Schizophrenia is a complex psychiatric disorder with a poorly understood etiology. This dissertation addresses three critical questions in schizophrenia research: identifying involved cell types, characterizing their transcriptomic changes, and elucidating how these changes mediate genetic risk. After rigorous evaluation, we conducted a comprehensive analysis of cell-type-specific gene expression in postmortem brains of schizophrenia patients and controls with single-cell RNA sequencing and cell deconvolution methods. Our findings provide compelling evidence for the involvement of upper-layer neurons and multiple non-neuronal cell types in schizophrenia. We observed significant alterations in synaptic function, neurodevelopment, immune response, and vascular transport within their respective cell types.

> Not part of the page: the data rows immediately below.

//! Synchronous and pooled execution of work units.
//!
//! Every buffer-producing operation validates its arguments on the calling
//! thread and hands back a [`WorkUnit`]. The caller then picks how to run it:
//!
//! - [`Dispatcher::run`] computes it right here and returns the result.
//! - [`Dispatcher::spawn`] runs it on the worker pool and returns a
//!   [`Task`], which is a `Future` and can also be waited on.
//! - [`Dispatcher::submit`] runs it on the worker pool and later invokes a
//!   completion handler on the dispatcher's own thread, from
//!   [`Dispatcher::poll`] or [`Dispatcher::run_until_idle`].
//!
//! Units that are scheduled must own what they use (`'static`). Read-only
//! operations capture an `Arc<Buffer>`, mutating ones take the buffer by
//! value and hand it back, so a buffer can never be changed while a worker
//! is reading it.
//!
//! ```
//! use std::sync::Arc;
//! use pixmat::{ops, Buffer, BufferType, Dispatcher, Region};
//!
//! let dispatcher = Dispatcher::new();
//! let image = Arc::new(Buffer::new(8, 8, BufferType::Gray8)?);
//!
//! let now = dispatcher.run(ops::crop(&*image, Region::new(0, 0, 4, 4))?)?;
//! let later = dispatcher.spawn(ops::crop(image, Region::new(0, 0, 4, 4))?).wait()?;
//! assert_eq!(now, later);
//! # Ok::<(), pixmat::Error>(())
//! ```

use core::future::Future;
use core::pin::Pin;
use core::task::{Context, Poll};
use std::any::Any;
use std::cell::{Cell, RefCell};
use std::collections::HashMap;
use std::panic::{self, AssertUnwindSafe};
use std::sync::Arc;
use std::sync::atomic::{AtomicBool, Ordering};

use tokio::sync::{mpsc, oneshot};

use crate::error::{Error, Result};

// ---------------------------------------------------------------------------
// Work units
// ---------------------------------------------------------------------------

/// A deferred computation that runs at most once.
///
/// Built from a compute step and any number of [`map`](Self::map) steps.
/// Failures and panics in any step surface as an error from
/// [`run`](Self::run); they never unwind into the caller.
pub struct WorkUnit<'a, T> {
    label: &'static str,
    job: Box<dyn FnOnce() -> Result<T> + Send + 'a>,
}

impl<'a, T: 'a> WorkUnit<'a, T> {
    /// Wrap a compute step. `label` names the operation in logs and errors.
    pub fn new<F>(label: &'static str, compute: F) -> Self
    where
        F: FnOnce() -> Result<T> + Send + 'a,
    {
        Self {
            label,
            job: Box::new(compute),
        }
    }

    /// Append a step that turns the computed value into the delivered one.
    pub fn map<R, M>(self, mapper: M) -> WorkUnit<'a, R>
    where
        R: 'a,
        M: FnOnce(T) -> Result<R> + Send + 'a,
    {
        let job = self.job;
        WorkUnit {
            label: self.label,
            job: Box::new(move || job().and_then(mapper)),
        }
    }

    /// Name of the operation this unit performs.
    pub fn label(&self) -> &'static str {
        self.label
    }

    /// Run the unit on the current thread.
    pub fn run(self) -> Result<T> {
        let label = self.label;
        match panic::catch_unwind(AssertUnwindSafe(self.job)) {
            Ok(result) => result,
            Err(payload) => {
                let message = panic_message(payload.as_ref());
                log::warn!("{label} panicked: {message}");
                Err(Error::execution(format!("{label} failed: {message}")))
            }
        }
    }
}

impl<T> core::fmt::Debug for WorkUnit<'_, T> {
    fn fmt(&self, f: &mut core::fmt::Formatter<'_>) -> core::fmt::Result {
        f.debug_struct("WorkUnit").field("label", &self.label).finish()
    }
}

fn panic_message(payload: &(dyn Any + Send)) -> String {
    if let Some(s) = payload.downcast_ref::<&str>() {
        (*s).to_string()
    } else if let Some(s) = payload.downcast_ref::<String>() {
        s.clone()
    } else {
        "unknown panic".to_string()
    }
}

// ---------------------------------------------------------------------------
// Tasks
// ---------------------------------------------------------------------------

/// Handle to a unit running on the worker pool.
///
/// Await it, or call [`wait`](Self::wait) to block the current thread.
#[must_use = "a task does nothing useful unless its result is awaited or waited on"]
pub struct Task<T> {
    label: &'static str,
    finished: Arc<AtomicBool>,
    result: oneshot::Receiver<Result<T>>,
}

fn worker_gone(label: &'static str) -> Error {
    Error::execution(format!("{label} was dropped by the worker pool before it finished"))
}

impl<T> Task<T> {
    /// Block until the unit has finished and return its result.
    ///
    /// Must not be called from inside an async runtime; `.await` the task
    /// there instead.
    pub fn wait(self) -> Result<T> {
        let label = self.label;
        self.result
            .blocking_recv()
            .unwrap_or_else(|_| Err(worker_gone(label)))
    }

    /// Whether the unit has finished running.
    pub fn is_finished(&self) -> bool {
        self.finished.load(Ordering::Acquire)
    }
}

impl<T> Future for Task<T> {
    type Output = Result<T>;

    fn poll(self: Pin<&mut Self>, cx: &mut Context<'_>) -> Poll<Self::Output> {
        let this = self.get_mut();
        let label = this.label;
        Pin::new(&mut this.result)
            .poll(cx)
            .map(|received| received.unwrap_or_else(|_| Err(worker_gone(label))))
    }
}

impl<T> core::fmt::Debug for Task<T> {
    fn fmt(&self, f: &mut core::fmt::Formatter<'_>) -> core::fmt::Result {
        f.debug_struct("Task")
            .field("label", &self.label)
            .field("finished", &self.is_finished())
            .finish()
    }
}

// ---------------------------------------------------------------------------
// Dispatcher
// ---------------------------------------------------------------------------

/// Worker pool configuration.
#[derive(Clone, Debug, PartialEq, Eq)]
#[non_exhaustive]
pub struct DispatchConfig {
    /// Number of worker threads; `None` lets the pool pick one per core.
    pub worker_threads: Option<usize>,
    /// Worker thread names are this prefix followed by `-<index>`.
    pub thread_name_prefix: String,
}

impl Default for DispatchConfig {
    fn default() -> Self {
        Self {
            worker_threads: None,
            thread_name_prefix: "pixmat-worker".to_string(),
        }
    }
}

impl DispatchConfig {
    /// Set the number of worker threads.
    pub fn with_worker_threads(mut self, threads: usize) -> Self {
        self.worker_threads = Some(threads);
        self
    }

    /// Set the worker thread name prefix.
    pub fn with_thread_name_prefix(mut self, prefix: impl Into<String>) -> Self {
        self.thread_name_prefix = prefix.into();
        self
    }
}

enum Pool {
    Global,
    Dedicated(rayon::ThreadPool),
}

type Handler = Box<dyn FnOnce(Box<dyn Any + Send>)>;

struct Completion {
    id: u64,
    label: &'static str,
    result: Box<dyn Any + Send>,
}

/// Runs work units inline or on a worker pool.
///
/// A dispatcher belongs to the thread that created it: completion handlers
/// passed to [`submit`](Self::submit) are stored here and only ever invoked
/// on that thread.
pub struct Dispatcher {
    pool: Pool,
    sender: mpsc::UnboundedSender<Completion>,
    receiver: RefCell<mpsc::UnboundedReceiver<Completion>>,
    handlers: RefCell<HashMap<u64, Handler>>,
    next_id: Cell<u64>,
}

impl Default for Dispatcher {
    fn default() -> Self {
        Self::new()
    }
}

impl Dispatcher {
    /// A dispatcher backed by rayon's global pool.
    pub fn new() -> Self {
        Self::with_pool(Pool::Global)
    }

    /// A dispatcher with its own worker pool.
    pub fn with_config(config: &DispatchConfig) -> Result<Self> {
        let prefix = config.thread_name_prefix.clone();
        let mut builder =
            rayon::ThreadPoolBuilder::new().thread_name(move |i| format!("{prefix}-{i}"));
        if let Some(threads) = config.worker_threads {
            if threads == 0 {
                return Err(Error::invalid("worker_threads must be at least 1"));
            }
            builder = builder.num_threads(threads);
        }
        let pool = builder
            .build()
            .map_err(|e| Error::execution(format!("could not start worker pool: {e}")))?;
        log::debug!(
            "started worker pool with {} threads",
            pool.current_num_threads()
        );
        Ok(Self::with_pool(Pool::Dedicated(pool)))
    }

    fn with_pool(pool: Pool) -> Self {
        let (sender, receiver) = mpsc::unbounded_channel();
        Self {
            pool,
            sender,
            receiver: RefCell::new(receiver),
            handlers: RefCell::new(HashMap::new()),
            next_id: Cell::new(0),
        }
    }

    fn execute(&self, job: impl FnOnce() + Send + 'static) {
        match &self.pool {
            Pool::Global => rayon::spawn(job),
            Pool::Dedicated(pool) => pool.spawn(job),
        }
    }

    /// Run `unit` on the calling thread.
    pub fn run<T>(&self, unit: WorkUnit<'_, T>) -> Result<T> {
        log::debug!("running {} inline", unit.label());
        unit.run()
    }

    /// Run `unit` on the worker pool.
    pub fn spawn<T>(&self, unit: WorkUnit<'static, T>) -> Task<T>
    where
        T: Send + 'static,
    {
        let (sender, result) = oneshot::channel();
        let finished = Arc::new(AtomicBool::new(false));
        let worker_finished = Arc::clone(&finished);
        let label = unit.label();
        log::debug!("scheduling {label}");
        self.execute(move || {
            let outcome = unit.run();
            log::debug!("{label} finished (ok: {})", outcome.is_ok());
            worker_finished.store(true, Ordering::Release);
            if sender.send(outcome).is_err() {
                log::debug!("task for {label} dropped; result discarded");
            }
        });
        Task {
            label,
            finished,
            result,
        }
    }

    /// Run `unit` on the worker pool and deliver its result to `handler`.
    ///
    /// The handler runs exactly once, on this dispatcher's thread, during a
    /// later call to [`poll`](Self::poll) or
    /// [`run_until_idle`](Self::run_until_idle).
    pub fn submit<T, H>(&self, unit: WorkUnit<'static, T>, handler: H)
    where
        T: Send + 'static,
        H: FnOnce(Result<T>) + 'static,
    {
        let id = self.next_id.get();
        self.next_id.set(id + 1);
        let label = unit.label();
        let deliver: Handler = Box::new(move |payload| match payload.downcast::<Result<T>>() {
            Ok(result) => handler(*result),
            Err(_) => handler(Err(Error::execution(format!(
                "{label} delivered a result of an unexpected type"
            )))),
        });
        self.handlers.borrow_mut().insert(id, deliver);

        log::debug!("scheduling {label} (completion #{id})");
        let sender = self.sender.clone();
        self.execute(move || {
            let result: Box<dyn Any + Send> = Box::new(unit.run());
            if sender.send(Completion { id, label, result }).is_err() {
                log::warn!("dispatcher dropped before {label} finished; result discarded");
            }
        });
    }

    /// Number of submitted units whose handlers have not run yet.
    pub fn pending(&self) -> usize {
        self.handlers.borrow().len()
    }

    /// Invoke handlers for every unit that has finished so far, without
    /// blocking. Returns the number of handlers invoked.
    pub fn poll(&self) -> usize {
        let mut delivered = 0;
        loop {
            let Ok(completion) = self.receiver.borrow_mut().try_recv() else {
                break;
            };
            self.deliver(completion);
            delivered += 1;
        }
        delivered
    }

    /// Block until every submitted unit has finished and its handler has run.
    /// Returns the number of handlers invoked.
    ///
    /// Handlers may submit more work; that work is waited for too. Like
    /// [`Task::wait`], this must not be called from inside an async runtime.
    pub fn run_until_idle(&self) -> usize {
        let mut delivered = 0;
        while self.pending() > 0 {
            let Some(completion) = self.receiver.borrow_mut().blocking_recv() else {
                break;
            };
            self.deliver(completion);
            delivered += 1;
        }
        delivered
    }

    fn deliver(&self, completion: Completion) {
        let handler = self.handlers.borrow_mut().remove(&completion.id);
        match handler {
            Some(handler) => {
                log::debug!("delivering {} (completion #{})", completion.label, completion.id);
                handler(completion.result);
            }
            None => log::warn!(
                "no handler for {} (completion #{})",
                completion.label,
                completion.id
            ),
        }
    }
}

impl core::fmt::Debug for Dispatcher {
    fn fmt(&self, f: &mut core::fmt::Formatter<'_>) -> core::fmt::Result {
        let pool = match &self.pool {
            Pool::Global => "global",
            Pool::Dedicated(_) => "dedicated",
        };
        f.debug_struct("Dispatcher")
            .field("pool", &pool)
            .field("pending", &self.pending())
            .finish()
    }
}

Notably, we demonstrate that genetic risk for schizophrenia is predominantly enriched in neurons, particularly upper-layer neurons, with partial enrichment in oligodendrocyte precursor cells and vascular cells. This cell-type-specific approach offers novel insights into the molecular underpinnings of schizophrenia, potentially bridging the gap between genetic risk factors and clinical manifestations. By highlighting key genes and pathways, our study establishes a robust foundation for future research and opens avenues for innovative preventive and therapeutic approaches.